Supplied records:
------------------------------

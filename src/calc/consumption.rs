//! Consumption tax stages
//!
//! One stage per consumption line item, then the total. Each item is taxed
//! at its element of the `gst_rate` vector, in the order of [`ITEMS`].

use super::{map_column, names, sum_columns, FnStage, Stage, StageContext};
use crate::error::{SimError, SimResult};

/// Consumption line items, parallel to the labels of `gst_rate`
pub const ITEMS: [&str; 6] = ["CEREAL", "PULSES", "MILK", "FUEL", "CLOTHING", "OTHER"];

pub fn consumption_column(item: &str) -> String {
    format!("CONS_{item}")
}

pub fn gst_column(item: &str) -> String {
    format!("gst_{item}")
}

pub fn stages() -> Vec<Box<dyn Stage>> {
    let mut stages: Vec<Box<dyn Stage>> = ITEMS
        .iter()
        .enumerate()
        .map(|(index, item)| Box::new(ItemTax::new(index, item)) as Box<dyn Stage>)
        .collect();
    stages.push(Box::new(FnStage::new(
        "gst_liability",
        ITEMS.iter().map(|i| gst_column(i)).collect(),
        names(&["gst"]),
        gst_liability,
    )));
    stages
}

struct ItemTax {
    name: String,
    index: usize,
    base: String,
    tax: String,
}

impl ItemTax {
    fn new(index: usize, item: &str) -> Self {
        Self {
            name: format!("gst_{}", item.to_lowercase()),
            index,
            base: consumption_column(item),
            tax: gst_column(item),
        }
    }
}

impl Stage for ItemTax {
    fn name(&self) -> &str {
        &self.name
    }

    fn reads(&self) -> Vec<String> {
        vec![self.base.clone()]
    }

    fn writes(&self) -> Vec<String> {
        vec![self.tax.clone()]
    }

    fn run(&self, ctx: &mut StageContext<'_>) -> SimResult<()> {
        let rate = ctx
            .policy()
            .vector("gst_rate")?
            .get(self.index)
            .copied()
            .ok_or_else(|| SimError::schema(format!("gst_rate has no rate for {}", self.base)))?;
        map_column(ctx, &self.base, &self.tax, |c| c * rate)
    }
}

fn gst_liability(ctx: &mut StageContext<'_>) -> SimResult<()> {
    let columns: Vec<String> = ITEMS.iter().map(|i| gst_column(i)).collect();
    let total = sum_columns(ctx, &columns)?;
    ctx.write("gst", total)
}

------------------------------

Exercise instructions:
Copy out exactly, and only, the lines from the one that contains "vec![self.tax.clone()]" through the last line of the material above.

Output below:
        vec![self.tax.clone()]
    }

    fn run(&self, ctx: &mut StageContext<'_>) -> SimResult<()> {
        let rate = ctx
            .policy()
            .vector("gst_rate")?
            .get(self.index)
            .copied()
            .ok_or_else(|| SimError::schema(format!("gst_rate has no rate for {}", self.base)))?;
        map_column(ctx, &self.base, &self.tax, |c| c * rate)
    }
}

fn gst_liability(ctx: &mut StageContext<'_>) -> SimResult<()> {
    let columns: Vec<String> = ITEMS.iter().map(|i| gst_column(i)).collect();
    let total = sum_columns(ctx, &columns)?;
    ctx.write("gst", total)
}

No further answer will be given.